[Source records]
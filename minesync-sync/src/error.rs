//! Error types for the sync layer.

use std::time::Duration;
use thiserror::Error;

/// Result type for remote calls.
pub type RemoteResult<T> = Result<T, RemoteError>;

/// Result type for sync operations.
pub type SyncResult<T> = Result<T, SyncError>;

/// Failures of a single call to the remote save/load endpoints.
#[derive(Debug, Clone, PartialEq, Eq, Error)]
pub enum RemoteError {
    /// The caller-supplied timeout expired and the request was aborted.
    #[error("request timed out")]
    Timeout,

    /// Non-success HTTP status.
    #[error("server error {status}: {message}")]
    Server { status: u16, message: String },

    /// Connection-level failure.
    #[error("network error: {0}")]
    Network(String),

    /// Server-side rate limiting (HTTP 429 or `TOO_MANY_REQUESTS`).
    #[error("too many requests")]
    TooManyRequests { retry_after: Option<Duration> },

    /// The server is still processing an earlier save for this user.
    #[error("save already in progress")]
    SaveInProgress,

    /// The server refused the save for a non-transient reason.
    #[error("save rejected: {0}")]
    Rejected(String),

    /// The response body could not be decoded.
    #[error("malformed response: {0}")]
    Decode(String),
}

impl RemoteError {
    /// Returns true for server-side throttling signals. These are handled
    /// server-side and never grow the client backoff.
    pub fn is_throttled(&self) -> bool {
        matches!(
            self,
            RemoteError::TooManyRequests { .. } | RemoteError::SaveInProgress
        )
    }

    /// Returns true if the failure is worth retrying with backoff.
    pub fn is_retryable(&self) -> bool {
        match self {
            RemoteError::Timeout | RemoteError::Network(_) => true,
            RemoteError::Server { status, .. } => *status >= 500 || *status == 408,
            _ => false,
        }
    }

    /// Maps a server error code string onto a throttling variant.
    pub fn from_code(code: &str) -> Option<Self> {
        match code {
            "TOO_MANY_REQUESTS" => Some(RemoteError::TooManyRequests { retry_after: None }),
            "SAVE_IN_PROGRESS" => Some(RemoteError::SaveInProgress),
            _ => None,
        }
    }
}

/// Errors surfaced by the save/load pipeline.
#[derive(Debug, Clone, PartialEq, Eq, Error)]
pub enum SyncError {
    /// The candidate document failed integrity checks. Never retried.
    #[error("validation failed: {}", .0.join("; "))]
    Validation(Vec<String>),

    /// Local durable write rejected after eviction and one retry.
    #[error("local storage quota exceeded")]
    QuotaExceeded,

    /// Remote call failed at the network level.
    #[error("network error: {0}")]
    Network(String),

    /// Remote call timed out.
    #[error("operation timed out")]
    Timeout,

    /// Server-side rate limiting.
    #[error("too many requests")]
    TooManyRequests,

    /// Server still busy with an earlier save.
    #[error("save already in progress")]
    SaveInProgress,

    /// Neither the local nor the remote candidate is usable.
    #[error("no valid local or remote state")]
    ConflictUnresolvable,

    /// Any other local storage failure.
    #[error("storage error: {0}")]
    Storage(String),

    /// The save task panicked or was cancelled by runtime shutdown.
    #[error("save task aborted: {0}")]
    Aborted(String),
}

impl From<RemoteError> for SyncError {
    fn from(e: RemoteError) -> Self {
        match e {
            RemoteError::Timeout => SyncError::Timeout,
            RemoteError::TooManyRequests { .. } => SyncError::TooManyRequests,
            RemoteError::SaveInProgress => SyncError::SaveInProgress,
            other => SyncError::Network(other.to_string()),
        }
    }
}

impl From<minesync_storage::StorageError> for SyncError {
    fn from(e: minesync_storage::StorageError) -> Self {
        if e.is_quota() {
            SyncError::QuotaExceeded
        } else {
            SyncError::Storage(e.to_string())
        }
    }
}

# TASK PROMPT
When you answer, return the records above exactly as they stand.

# ANSWER BOX
filename minesync-sync/src/error.rs
//! Error types for the sync layer.

use std::time::Duration;
use thiserror::Error;

/// Result type for remote calls.
pub type RemoteResult<T> = Result<T, RemoteError>;

/// Result type for sync operations.
pub type SyncResult<T> = Result<T, SyncError>;

/// Failures of a single call to the remote save/load endpoints.
#[derive(Debug, Clone, PartialEq, Eq, Error)]
pub enum RemoteError {
    /// The caller-supplied timeout expired and the request was aborted.
    #[error("request timed out")]
    Timeout,

    /// Non-success HTTP status.
    #[error("server error {status}: {message}")]
    Server { status: u16, message: String },

    /// Connection-level failure.
    #[error("network error: {0}")]
    Network(String),

    /// Server-side rate limiting (HTTP 429 or `TOO_MANY_REQUESTS`).
    #[error("too many requests")]
    TooManyRequests { retry_after: Option<Duration> },

    /// The server is still processing an earlier save for this user.
    #[error("save already in progress")]
    SaveInProgress,

    /// The server refused the save for a non-transient reason.
    #[error("save rejected: {0}")]
    Rejected(String),

    /// The response body could not be decoded.
    #[error("malformed response: {0}")]
    Decode(String),
}

impl RemoteError {
    /// Returns true for server-side throttling signals. These are handled
    /// server-side and never grow the client backoff.
    pub fn is_throttled(&self) -> bool {
        matches!(
            self,
            RemoteError::TooManyRequests { .. } | RemoteError::SaveInProgress
        )
    }

    /// Returns true if the failure is worth retrying with backoff.
    pub fn is_retryable(&self) -> bool {
        match self {
            RemoteError::Timeout | RemoteError::Network(_) => true,
            RemoteError::Server { status, .. } => *status >= 500 || *status == 408,
            _ => false,
        }
    }

    /// Maps a server error code string onto a throttling variant.
    pub fn from_code(code: &str) -> Option<Self> {
        match code {
            "TOO_MANY_REQUESTS" => Some(RemoteError::TooManyRequests { retry_after: None }),
            "SAVE_IN_PROGRESS" => Some(RemoteError::SaveInProgress),
            _ => None,
        }
    }
}

/// Errors surfaced by the save/load pipeline.
#[derive(Debug, Clone, PartialEq, Eq, Error)]
pub enum SyncError {
    /// The candidate document failed integrity checks. Never retried.
    #[error("validation failed: {}", .0.join("; "))]
    Validation(Vec<String>),

    /// Local durable write rejected after eviction and one retry.
    #[error("local storage quota exceeded")]
    QuotaExceeded,

    /// Remote call failed at the network level.
    #[error("network error: {0}")]
    Network(String),

    /// Remote call timed out.
    #[error("operation timed out")]
    Timeout,

    /// Server-side rate limiting.
    #[error("too many requests")]
    TooManyRequests,

    /// Server still busy with an earlier save.
    #[error("save already in progress")]
    SaveInProgress,

    /// Neither the local nor the remote candidate is usable.
    #[error("no valid local or remote state")]
    ConflictUnresolvable,

    /// Any other local storage failure.
    #[error("storage error: {0}")]
    Storage(String),

    /// The save task panicked or was cancelled by runtime shutdown.
    #[error("save task aborted: {0}")]
    Aborted(String),
}

impl From<RemoteError> for SyncError {
    fn from(e: RemoteError) -> Self {
        match e {
            RemoteError::Timeout => SyncError::Timeout,
            RemoteError::TooManyRequests { .. } => SyncError::TooManyRequests,
            RemoteError::SaveInProgress => SyncError::SaveInProgress,
            other => SyncError::Network(other.to_string()),
        }
    }
}

impl From<minesync_storage::StorageError> for SyncError {
    fn from(e: minesync_storage::StorageError) -> Self {
        if e.is_quota() {
            SyncError::QuotaExceeded
        } else {
            SyncError::Storage(e.to_string())
        }
    }
}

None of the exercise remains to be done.